I'm setting up a planted tank for the first time in 15 years. I bought some anubias - they came in a little basket, with the roots growing in some kind of fibrous substrate. I know that the roots can't go under the soil so I plan on attaching them to a piece of wood. 
The question is, do I remove the fibrous substrate by gently pulling it away from the roots, I should I leave it where it is?

Thanks!


----------



## joevw007 (Jul 6, 2011)

Anubias have very very strong roots compared to most plants, and any roots that aren't rotten will stay on the plant if you pull the fibrous substrate off carefully. I wouldnt leave anything on the plant that came in the packaging. i would also suggest giving the roots a good rinse before putting it in your tank to get any excess material from the packaging off so it doesn't enter your tank. good luck!


----------



## BBradbury (Apr 22, 2011)

Good morning con...

Anubias grows without being attached to anything. If you can, just perch it on top of the driftwood or lava rock and allow the roots to grow around the piece. I have these plants just placed on top of rocks and eventually the roots grow down into the gravel.

The fiber material around your plant is "rock wool". It's used by the growers to keep the roots packed together and protects the roots during shipment. Just carefully remove as much of it as you can, it shouldn't go into the tank.

Anubias is a great starter plant, though slow growing.

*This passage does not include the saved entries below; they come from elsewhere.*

//! Pure text wrapping utilities and dimensional constants for the NoteEditor.
//!
//! These are stateless helpers with no dependency on NoteEditor or CursorState.

/// Border (2) + padding (2) consumed horizontally by the bordered block
pub(super) const HORIZONTAL_OVERHEAD: u16 = 4;
/// Top + bottom borders consumed vertically
pub(super) const VERTICAL_OVERHEAD: u16 = 2;
/// Offset from area edge to content (border width)
pub(super) const BORDER_OFFSET: u16 = 1;

/// Build textwrap options configured for the editor inner width.
pub(super) fn wrap_options(inner_width: u16) -> textwrap::Options<'static> {
    textwrap::Options::new(inner_width as usize)
        .break_words(true)
        .word_separator(textwrap::WordSeparator::AsciiSpace)
}

/// Calculate the inner content width after subtracting border/padding overhead.
/// Returns 0 if the area is too narrow.
pub(super) fn inner_width(content_width: u16) -> u16 {
    content_width.saturating_sub(HORIZONTAL_OVERHEAD)
}

/// Content lines visible inside an area of the given height.
pub(super) fn visible_lines(area_height: u16) -> u16 {
    area_height.saturating_sub(VERTICAL_OVERHEAD).max(1)
}

/// Count wrapped lines for the given text, accounting for trailing newlines
/// that textwrap may not represent as empty lines.
pub(super) fn wrap_line_count(text: &str, width: u16) -> u16 {
    if width == 0 || text.is_empty() {
        return 1;
    }

    let lines = textwrap::wrap(text, wrap_options(width));
    let mut count = (lines.len() as u16).max(1);

    // textwrap doesn't always produce an empty trailing line for a trailing newline
    if text.ends_with('\n') && !lines.last().is_some_and(|l| l.is_empty()) {
        count += 1;
    }

    count
}

/// Find the byte offset of the previous character boundary before `pos` in `text`.
pub(super) fn prev_char_boundary(text: &str, pos: usize) -> usize {
    text[..pos]
        .char_indices()
        .next_back()
        .map(|(i, _)| i)
        .unwrap_or(0)
}

/// Find the byte offset of the next character boundary after `pos` in `text`.
pub(super) fn next_char_boundary(text: &str, pos: usize) -> usize {
    text[pos..]
        .char_indices()
        .nth(1)
        .map(|(i, _)| pos + i)
        .unwrap_or(text.len())
}

#[cfg(test)]
mod tests {
    use super::*;

    // -- wrap_line_count -------------------------------------------------

    #[test]
    fn wrap_line_count_empty_string() {
        assert_eq!(wrap_line_count("", 80), 1);
    }

    #[test]
    fn wrap_line_count_zero_width() {
        assert_eq!(wrap_line_count("hello", 0), 1);
    }

    #[test]
    fn wrap_line_count_single_line_fits() {
        assert_eq!(wrap_line_count("hello", 80), 1);
    }

    #[test]
    fn wrap_line_count_wraps_long_text() {
        // 10 chars into a 5-wide column -> 2 lines
        assert_eq!(wrap_line_count("aaaaaaaaaa", 5), 2);
    }

    #[test]
    fn wrap_line_count_trailing_newline_adds_line() {
        assert_eq!(wrap_line_count("hello\n", 80), 2);
    }

    #[test]
    fn wrap_line_count_explicit_newlines() {
        assert_eq!(wrap_line_count("a\nb\nc", 80), 3);
    }

    // -- visible_lines ---------------------------------------------------

    #[test]
    fn visible_lines_subtracts_borders() {
        assert_eq!(visible_lines(10), 8);
    }

    #[test]
    fn visible_lines_never_zero() {
        assert_eq!(visible_lines(0), 1);
        assert_eq!(visible_lines(2), 1);
    }

    // -- prev_char_boundary ----------------------------------------------

    #[test]
    fn prev_char_boundary_ascii() {
        assert_eq!(prev_char_boundary("abc", 2), 1);
        assert_eq!(prev_char_boundary("abc", 1), 0);
    }

    #[test]
    fn prev_char_boundary_shan_glyph() {
        // "aၸb" — 'ၸ' (U+1078) is 3 bytes at offset 1
        let s = "aၸb";
        assert_eq!(s.len(), 5);
        // From byte 5 (end), previous is byte 4 ('b')
        assert_eq!(prev_char_boundary(s, 5), 4);
        // From byte 4 ('b'), previous is byte 1 (the glyph)
        assert_eq!(prev_char_boundary(s, 4), 1);
        // From byte 1 (the glyph), previous is byte 0 ('a')
        assert_eq!(prev_char_boundary(s, 1), 0);
    }

    // -- next_char_boundary ----------------------------------------------

    #[test]
    fn next_char_boundary_ascii() {
        assert_eq!(next_char_boundary("abc", 0), 1);
        assert_eq!(next_char_boundary("abc", 2), 3);
    }

    #[test]
    fn next_char_boundary_shan_glyph() {
        let s = "aၸb";
        // From byte 1 (glyph start), next is byte 4 ('b')
        assert_eq!(next_char_boundary(s, 1), 4);
        // From byte 0 ('a'), next is byte 1 (glyph)
        assert_eq!(next_char_boundary(s, 0), 1);
    }

    #[test]
    fn next_char_boundary_all_shan_text() {
        // "ၸတ" — two 3-byte glyphs
        let s = "ၸတ";
        assert_eq!(next_char_boundary(s, 0), 3);
        assert_eq!(next_char_boundary(s, 3), 6);
        assert_eq!(prev_char_boundary(s, 6), 3);
        assert_eq!(prev_char_boundary(s, 3), 0);
    }
}
//! # NoteEditor Component
//!
//! The note surface. Owns the text buffer and applies the interceptor's
//! decision for every keystroke.
//!
//! ## Responsibilities
//!
//! - Route each typed character through `core::interceptor`
//! - Apply the decision: insert the substituted glyph, swallow suppressed
//!   keystrokes, or run default handling (self-insert / cursor movement)
//! - Handle editing keys (backspace, delete, enter, home/end, paste)
//! - Report the full buffer content upward after every content change
//!
//! ## State Management
//!
//! The buffer is internal state. The remap flag is a prop from the
//! application state. Cursor position and scroll state are encapsulated
//! in `CursorState`.

mod cursor;
mod text_wrap;

use ratatui::Frame;
use ratatui::layout::Rect;
use ratatui::widgets::{Block, Paragraph};

use crate::core::interceptor::{ArrowKey, Decision, KeyInput, intercept};
use crate::tui::component::{Component, EventHandler};
use crate::tui::event::TuiEvent;

use cursor::CursorState;
use text_wrap::{
    inner_width, next_char_boundary, prev_char_boundary, visible_lines, wrap_line_count,
    wrap_options,
};

/// High-level events emitted by the NoteEditor
#[derive(Debug, Clone, PartialEq, Eq)]
pub enum EditorEvent {
    /// The buffer content changed; carries the full current text.
    ContentChanged(String),
}

/// Multi-line note editor with live QWERTY→Shan substitution.
///
/// # Props
///
/// - `remap_enabled`: Whether substitution is active (from App state)
///
/// # State
///
/// - `buffer`: Current note text
/// - `cursor`: Cursor position, scroll offset, and cached viewport (see `CursorState`)
pub struct NoteEditor {
    /// Text buffer (Internal State)
    pub buffer: String,
    /// Whether QWERTY→Shan substitution is active (Prop)
    pub remap_enabled: bool,
    /// Cursor and scroll tracking
    cursor: CursorState,
}

impl NoteEditor {
    pub fn new(remap_enabled: bool) -> Self {
        Self {
            buffer: String::new(),
            remap_enabled,
            cursor: CursorState::new(),
        }
    }

    /// Splice a string into the buffer at the cursor.
    fn insert_str(&mut self, s: &str) {
        self.buffer.insert_str(self.cursor.pos, s);
        self.cursor.pos += s.len();
    }

    /// Default handling for a forwarded key: printable characters
    /// self-insert, arrows move the cursor.
    fn forward_to_default(&mut self, input: &KeyInput) -> Option<EditorEvent> {
        match input {
            KeyInput::Char(c) => {
                if c.is_control() {
                    return None;
                }
                self.buffer.insert(self.cursor.pos, *c);
                self.cursor.pos += c.len_utf8();
                Some(EditorEvent::ContentChanged(self.buffer.clone()))
            }
            KeyInput::Arrow(arrow) => {
                self.move_cursor(*arrow);
                None
            }
        }
    }

    fn move_cursor(&mut self, arrow: ArrowKey) {
        match arrow {
            ArrowKey::Left => {
                if self.cursor.pos > 0 {
                    self.cursor.pos = prev_char_boundary(&self.buffer, self.cursor.pos);
                }
            }
            ArrowKey::Right => {
                if self.cursor.pos < self.buffer.len() {
                    self.cursor.pos = next_char_boundary(&self.buffer, self.cursor.pos);
                }
            }
            ArrowKey::Up => {
                self.cursor
                    .move_vertically(&self.buffer, -1, self.cursor.last_content_width);
            }
            ArrowKey::Down => {
                self.cursor
                    .move_vertically(&self.buffer, 1, self.cursor.last_content_width);
            }
        }
    }

    /// Get the visible text based on current scroll offset.
    /// When scroll_offset > 0, only returns the visible lines.
    fn get_visible_text(&self, content_width: u16) -> String {
        if self.cursor.scroll_offset == 0 {
            return self.buffer.clone();
        }

        let width = inner_width(content_width);
        if width == 0 {
            return String::new();
        }

        let lines = textwrap::wrap(&self.buffer, wrap_options(width));

        let start = self.cursor.scroll_offset as usize;
        let end = (start + self.cursor.last_visible_lines as usize).min(lines.len());

        lines[start..end].join("\n")
    }

    /// Render scrollbar when content exceeds the viewport
    fn render_scrollbar(&self, frame: &mut Frame, area: Rect) {
        use ratatui::widgets::{Scrollbar, ScrollbarOrientation, ScrollbarState};

        let width = inner_width(area.width);
        let viewport = visible_lines(area.height);
        let total_lines = wrap_line_count(&self.buffer, width);

        if total_lines <= viewport {
            return;
        }

        // ScrollbarState content_length is max scrollable position, not total items
        let max_scroll = total_lines.saturating_sub(viewport);

        let mut scrollbar_state = ScrollbarState::default()
            .content_length(max_scroll as usize)
            .position(self.cursor.scroll_offset as usize);

        let scrollbar_area = Rect {
            x: area.x + area.width.saturating_sub(1),
            y: area.y + 1,
            width: 1,
            height: area.height.saturating_sub(2),
        };

        frame.render_stateful_widget(
            Scrollbar::new(ScrollbarOrientation::VerticalRight),
            scrollbar_area,
            &mut scrollbar_state,
        );
    }
}

impl Component for NoteEditor {
    fn render(&mut self, frame: &mut Frame, area: Rect) {
        self.cursor.last_content_width = area.width;
        self.cursor
            .update_scroll_offset(&self.buffer, area.width, area.height);

        let title = if self.remap_enabled {
            "Note (Shan)"
        } else {
            "Note (Latin)"
        };
        let visible_text = self.get_visible_text(area.width);

        let block = Block::bordered()
            .border_type(ratatui::widgets::BorderType::Rounded)
            .title(title);

        let note = Paragraph::new(visible_text)
            .block(block)
            .style(ratatui::style::Style::default().fg(ratatui::style::Color::Green));

        frame.render_widget(note, area);
        self.render_scrollbar(frame, area);

        let (cursor_x, cursor_y) = self.cursor.screen_pos(&self.buffer, area);
        frame.set_cursor_position((cursor_x, cursor_y));
    }
}

impl EventHandler for NoteEditor {
    type Event = EditorEvent;

    fn handle_event(&mut self, event: &TuiEvent) -> Option<Self::Event> {
        match event {
            TuiEvent::Key(input) => {
                if !self.remap_enabled {
                    return self.forward_to_default(input);
                }
                match intercept(input) {
                    Decision::Insert(s) => {
                        self.insert_str(&s);
                        Some(EditorEvent::ContentChanged(self.buffer.clone()))
                    }
                    // Suppressed slot: keystroke consumed, nothing inserted
                    Decision::Suppress => None,
                    Decision::Forward => self.forward_to_default(input),
                }
            }
            TuiEvent::Paste(text) => {
                self.insert_str(text);
                Some(EditorEvent::ContentChanged(self.buffer.clone()))
            }
            TuiEvent::Enter => {
                self.buffer.insert(self.cursor.pos, '\n');
                self.cursor.pos += 1;
                Some(EditorEvent::ContentChanged(self.buffer.clone()))
            }
            TuiEvent::Backspace => {
                if self.cursor.pos > 0 {
                    let prev = prev_char_boundary(&self.buffer, self.cursor.pos);
                    self.buffer.drain(prev..self.cursor.pos);
                    self.cursor.pos = prev;
                    Some(EditorEvent::ContentChanged(self.buffer.clone()))
                } else {
                    None
                }
            }
            TuiEvent::Delete => {
                if self.cursor.pos < self.buffer.len() {
                    let next = next_char_boundary(&self.buffer, self.cursor.pos);
                    self.buffer.drain(self.cursor.pos..next);
                    Some(EditorEvent::ContentChanged(self.buffer.clone()))
                } else {
                    None
                }
            }
            TuiEvent::Home => {
                self.cursor.pos = self.buffer[..self.cursor.pos]
                    .rfind('\n')
                    .map(|i| i + 1)
                    .unwrap_or(0);
                None
            }
            TuiEvent::End => {
                self.cursor.pos = self.buffer[self.cursor.pos..]
                    .find('\n')
                    .map(|i| self.cursor.pos + i)
                    .unwrap_or(self.buffer.len());
                None
            }
            _ => None,
        }
    }
}
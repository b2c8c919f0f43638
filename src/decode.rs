use serde::Deserialize;
use serde_json::{Map, Value};
use std::collections::BTreeSet;

use crate::digest::SdAlg;
use crate::disclosure::DisclosureSet;
use crate::jws::{self, SymmetricKey};
use crate::serialized::Presentation;
use crate::{Error, ARRAY_CLAIM_ITEM_PROPERTY_NAME, SD_ALG_CLAIM_NAME, SD_CLAIM_NAME};

/// Registered validity claims of the issuer JWT, surfaced alongside the
/// reconstructed claim set. Whether an expired or not-yet-valid credential
/// is acceptable is the caller's decision.
#[derive(Debug, Clone, Copy, Default, Deserialize, PartialEq)]
pub struct ValidityClaims {
    pub nbf: Option<f64>,
    pub iat: Option<f64>,
    pub exp: Option<f64>,
}

/// Validates a serialized SD-JWT presentation and reconstructs the
/// cleartext claim map from the forwarded disclosures.
pub fn decode_verify(serialized: &str, key: &SymmetricKey) -> Result<Map<String, Value>, Error> {
    let presentation = Presentation::parse(serialized);
    decode_verify_disclosure_array(&presentation.jwt, key, &presentation.disclosures)
}

/// Like [`decode_verify`], additionally extracting the JWT's registered
/// validity claims for the caller to act on.
pub fn decode_verify_validity(
    serialized: &str,
    key: &SymmetricKey,
) -> Result<(ValidityClaims, Map<String, Value>), Error> {
    let claims = decode_verify(serialized, key)?;
    let validity: ValidityClaims = serde_json::from_value(Value::Object(claims.clone()))?;
    Ok((validity, claims))
}

/// Same as [`decode_verify`], with the JWT and disclosures already split.
///
/// The payload is walked recursively: each `_sd` digest with a forwarded
/// disclosure becomes a cleartext member of its enclosing object, each
/// matched `{"...": digest}` array wrapper is replaced by the disclosed
/// value, and disclosure values that themselves carry `_sd` digests are
/// resolved by the same pass. Administrative claims and digests nobody
/// disclosed are removed from the final view.
pub fn decode_verify_disclosure_array<S: AsRef<str>>(
    jwt: &str,
    key: &SymmetricKey,
    disclosures: &[S],
) -> Result<Map<String, Value>, Error> {
    let payload = jws::decode_verify(jwt, key)?;
    let Value::Object(mut claims) = payload else {
        return Err(Error::InvalidToken);
    };

    match claims.remove(SD_ALG_CLAIM_NAME) {
        Some(Value::String(alg)) => {
            SdAlg::try_from(alg.as_str())?;
        }
        Some(other) => return Err(Error::UnknownSdAlg(other.to_string())),
        None => return Err(Error::MissingSdAlg),
    }

    let disclosures = DisclosureSet::parse(disclosures)?;
    let mut used = BTreeSet::new();
    restore_object(&mut claims, &disclosures, &mut used)?;

    for disclosure in disclosures.iter() {
        if !used.contains(&disclosure.claim_hash) {
            return Err(Error::UnknownDigest(disclosure.claim_hash.clone()));
        }
    }

    Ok(claims)
}

fn restore_object(
    claims: &mut Map<String, Value>,
    disclosures: &DisclosureSet,
    used: &mut BTreeSet<String>,
) -> Result<(), Error> {
    if let Some(sd_claims) = claims.remove(SD_CLAIM_NAME) {
        let digests = sd_claims.as_array().ok_or(Error::InvalidToken)?;
        for digest in digests {
            let digest = digest.as_str().ok_or(Error::InvalidToken)?;
            let Some(disclosure) = disclosures.lookup(digest) else {
                // nobody disclosed this digest; it drops with the _sd array
                continue;
            };
            let Some(name) = &disclosure.name else {
                continue;
            };
            used.insert(disclosure.claim_hash.clone());
            claims.insert(name.clone(), disclosure.value.clone());
        }
    }

    for (_, value) in claims.iter_mut() {
        restore_value(value, disclosures, used)?;
    }

    Ok(())
}

fn restore_value(
    value: &mut Value,
    disclosures: &DisclosureSet,
    used: &mut BTreeSet<String>,
) -> Result<(), Error> {
    match value {
        Value::Object(claims) => restore_object(claims, disclosures, used),
        Value::Array(items) => {
            for item in items.iter_mut() {
                if let Some(digest) = array_item_digest(item) {
                    if let Some(disclosure) = disclosures.lookup(&digest) {
                        if disclosure.name.is_none() {
                            used.insert(disclosure.claim_hash.clone());
                            *item = disclosure.value.clone();
                        }
                    }
                    // unmatched wrappers stay in place
                }
                restore_value(item, disclosures, used)?;
            }
            Ok(())
        }
        _ => Ok(()),
    }
}

fn array_item_digest(item: &Value) -> Option<String> {
    let wrapper = item.as_object()?;
    if wrapper.len() != 1 {
        return None;
    }
    wrapper
        .get(ARRAY_CLAIM_ITEM_PROPERTY_NAME)?
        .as_str()
        .map(str::to_owned)
}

It's undemanding as far as lighting and will eventually flower in the right tank condtions. 

Like all aquatic plants, it grows best in very clean water. I replace half the water in my tanks every week and dose a good fert when I do the water change.

B


----------



## DocPoppi (Mar 4, 2011)

Basically yes, pull all that off... It is insulation.
Use fingers, tweezers, and rinse with water.
And tying down to drifwood is best thing to do. Although this plant will grow freely, they will be happiest when attached to wood.
Even if most of the roots get torn off, (or eaten) they will grow back in the right environment.


----------



## conifer (Sep 30, 2011)

Thanks for the info. How about with eleocharis? It seems like it would be nigh on impossible to extract the roots from the rock wool without breaking them.


----------



## Pigeonfish (Jun 23, 2011)

conifer said:


> Thanks for the info. How about with eleocharis? It seems like it would be nigh on impossible to extract the roots from the rock wool without breaking them.


It's possible, you just need a lot of patience... >.<

Putting it a bucket with water with good light will help you see the plant better... it's weird. The wools also comes off easier in water... Just explaining my experience with it.


----------



## frogwings (Aug 26, 2011)

I used a large needle to work the rock wool from delicate roots. I started at the bottom of the root "ball" and worked my way up to the actual plant. It is tedious and requires patience, but prevents broken roots. Just remember to work it out in tiny, tiny pieces going around in circles as you work your way up the root ball. Then rinse in warm water to remove any fibers that may be left. Good luck!


----------



## jrman83 (Jul 9, 2010)

If they are growing any stem plants in rock wool, just cut the plant at the base. Chances are you'll damage roots trying to put them in the substrate anyway and then they rot.


----------



## holly12 (Apr 21, 2011)

I've been told not to plant a plant with more than 2" of roots (thanks Ben) so if some of the roots break off a little you will be ok, (even though you don't "plant" Anubias, you anchor it to a porous rock or some wood.)


----------